PASSOT:                    Have you seen a sort of like adoption of American culture at all?

 

LE:                              Yeah, absolutely, absolutely. Yeah, no question. There’s still plenty of traditions that are kept, but if you look at, say, the Japanese-American experience over time over the certain number of generations, that quote-unquote “American culture” gets adopted, and while trying to keep components of traditional culture and potentially language, but if you talk to somebody who’s a fifth generation Japanese-American, you know, almost nobody would speak the language. Nowadays in Vietnamese culture, fewer and fewer children are speaking Vietnamese. Like my children, who are half Caucasian, half Vietnamese, you know, we’re struggling, we’re struggling, for sure. Yeah. Yeah. And that’s one of the reasons why I want to bring them to Vietnam as much as possible.

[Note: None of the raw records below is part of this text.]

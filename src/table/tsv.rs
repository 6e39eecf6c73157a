//! Table loading and canonical persistence.
use std::{
    fs::File,
    io::{BufWriter, Read, Write},
    path::Path,
};

use csv::{QuoteStyle, ReaderBuilder, WriterBuilder};
use log::debug;

use super::{Labels, Row, Value, LABELS, TEXT};
use crate::error::Error;

/// Name of the row index column of canonical files.
pub const INDEX: &str = "id";

/// An ordered sequence of [Row]s.
#[derive(Debug, Clone, PartialEq, Default)]
pub struct Table {
    /// column names as read, used as header when there are no rows to derive it from.
    columns: Vec<String>,
    /// whether the header has a labels column, same use as `columns`.
    labelled: bool,
    rows: Vec<Row>,
}

/// Canonical form of a text field: double quoted, inner quotes doubled.
fn quoted(field: &str) -> String {
    format!("\"{}\"", field.replace('"', "\"\""))
}

/// Canonical form of a cell: numbers and booleans are written bare, anything else is quoted.
fn cell(value: &Value) -> String {
    match value {
        Value::Bool(_) | Value::Int(_) | Value::Float(_) => value.to_string(),
        Value::Null | Value::Str(_) => quoted(&value.to_string()),
    }
}

impl Table {
    pub fn new(rows: Vec<Row>) -> Self {
        Self {
            columns: Vec::new(),
            labelled: false,
            rows,
        }
    }

    /// Load a table from a delimited file with a header row.
    ///
    /// The delimiter is sniffed from the header line: a tab means the canonical format
    /// (whose leading `id` index column is discarded), otherwise commas are used.
    pub fn from_path(path: &Path) -> Result<Self, Error> {
        let mut data = String::new();
        File::open(path)?.read_to_string(&mut data)?;
        let header = data.lines().next().unwrap_or_default();
        let delimiter = if header.contains('\t') { b'\t' } else { b',' };
        debug!(
            "reading {:?} (delimiter {:?})",
            path,
            char::from(delimiter)
        );
        Self::from_reader(data.as_bytes(), delimiter)
    }

    /// Load a table from `rdr`.
    ///
    /// When the delimiter is a tab and the first column is named [INDEX], that column is the row index and is dropped.
    /// `text` cells are always kept as strings, `labels` cells are parsed as [Labels] and other cells are inferred (see [Value::infer]).
    pub fn from_reader<R: Read>(rdr: R, delimiter: u8) -> Result<Self, Error> {
        let mut rdr = ReaderBuilder::new().delimiter(delimiter).from_reader(rdr);
        let headers: Vec<String> = rdr.headers()?.iter().map(String::from).collect();
        let skip = usize::from(delimiter == b'\t' && headers.first().map(String::as_str) == Some(INDEX));

        let mut rows = Vec::new();
        for record in rdr.records() {
            let record = record?;
            let mut row = Row::new();
            for (name, cell) in headers.iter().zip(record.iter()).skip(skip) {
                match name.as_str() {
                    TEXT => row.insert(TEXT, Value::Str(cell.to_string())),
                    LABELS => {
                        if !cell.is_empty() {
                            row.set_labels(cell.parse::<Labels>()?);
                        }
                    }
                    _ => row.insert(name.as_str(), Value::infer(cell)),
                }
            }
            rows.push(row);
        }

        let labelled = headers.iter().skip(skip).any(|name| name == LABELS);
        let columns = headers
            .into_iter()
            .skip(skip)
            .filter(|name| name != LABELS)
            .collect();
        Ok(Self {
            columns,
            labelled,
            rows,
        })
    }

    /// Write the table to `path` in the canonical format, replacing any existing file.
    pub fn to_path(&self, path: &Path) -> Result<(), Error> {
        let f = BufWriter::new(File::create(path)?);
        self.to_writer(f)
    }

    /// Write the table in the canonical format:
    /// tab separated, zero-based [INDEX] column first, labels last.
    /// Quoting follows the [Value] type: numbers and booleans are bare, strings,
    /// empty cells, labels and the header are quoted.
    pub fn to_writer<W: Write>(&self, w: W) -> Result<(), Error> {
        let columns = self.header();
        let with_labels = if self.rows.is_empty() {
            self.labelled
        } else {
            self.rows.iter().any(|row| row.labels().is_some())
        };

        // fields are quoted by `cell` and `quoted`
        let mut out = WriterBuilder::new()
            .delimiter(b'\t')
            .quote_style(QuoteStyle::Never)
            .from_writer(w);

        let mut header = Vec::with_capacity(columns.len() + 2);
        header.push(quoted(INDEX));
        header.extend(columns.iter().map(|c| quoted(c)));
        if with_labels {
            header.push(quoted(LABELS));
        }
        out.write_record(&header)?;

        for (id, row) in self.rows.iter().enumerate() {
            let mut record = Vec::with_capacity(header.len());
            record.push(id.to_string());
            for column in &columns {
                record.push(cell(row.get(column).unwrap_or(&Value::Null)));
            }
            if with_labels {
                record.push(quoted(
                    &row.labels().map(Labels::to_string).unwrap_or_default(),
                ));
            }
            out.write_record(&record)?;
        }
        out.flush()?;
        Ok(())
    }

    /// Columns of the table, in first-seen order across rows.
    pub fn header(&self) -> Vec<String> {
        if self.rows.is_empty() {
            return self.columns.clone();
        }
        let mut columns: Vec<String> = Vec::new();
        for row in &self.rows {
            for name in row.columns() {
                if name != LABELS && !columns.iter().any(|c| c == name) {
                    columns.push(name.to_string());
                }
            }
        }
        columns
    }

    /// A row of empty cells over the stored header.
    fn template(&self) -> Row {
        let mut row: Row = self
            .columns
            .iter()
            .map(|name| (name.as_str(), Value::Null))
            .collect();
        if self.labelled {
            row.set_labels(Labels::new());
        }
        row
    }

    fn with_header_of(self, row: &Row) -> Self {
        Self {
            columns: row
                .columns()
                .filter(|name| *name != LABELS)
                .map(String::from)
                .collect(),
            labelled: row.labels().is_some(),
            rows: self.rows,
        }
    }

    /// Apply `f` to every row, preserving row order.
    ///
    /// A table without rows has its header mapped instead, through a row of empty cells.
    pub fn map_rows<F>(self, mut f: F) -> Self
    where
        F: FnMut(Row) -> Row,
    {
        if self.rows.is_empty() {
            let mapped = f(self.template());
            return self.with_header_of(&mapped);
        }
        Self {
            rows: self.rows.into_iter().map(f).collect(),
            ..self
        }
    }

    /// Apply a fallible `f` to every row, stopping at the first error.
    ///
    /// Headers of tables without rows are mapped as in [Table::map_rows].
    /// If `f` rejects the row of empty cells, the header is kept as is.
    pub fn try_map_rows<F>(self, mut f: F) -> Result<Self, Error>
    where
        F: FnMut(Row) -> Result<Row, Error>,
    {
        if self.rows.is_empty() {
            return Ok(match f(self.template()) {
                Ok(mapped) => self.with_header_of(&mapped),
                Err(_) => self,
            });
        }
        Ok(Self {
            rows: self.rows.into_iter().map(f).collect::<Result<_, _>>()?,
            ..self
        })
    }

    pub fn push(&mut self, row: Row) {
        self.rows.push(row);
    }

    pub fn rows(&self) -> &[Row] {
        &self.rows
    }

    pub fn into_rows(self) -> Vec<Row> {
        self.rows
    }

    pub fn len(&self) -> usize {
        self.rows.len()
    }

    pub fn is_empty(&self) -> bool {
        self.rows.is_empty()
    }
}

But I can totally see in another generation very few Vietnamese-Americans actually speaking their mother—their ancestral tongue, and yeah, I could see significant assimilation into so-called American culture.

 

PASSOT:                    Well, unfortunately I do have class.

 

LE:                              Great, okay.

 

PASSOT:                    So, we will end the interview there.

 

LE:                              All right.

 

PASSOT:                    That was very, very nice. And thank you for your contribution.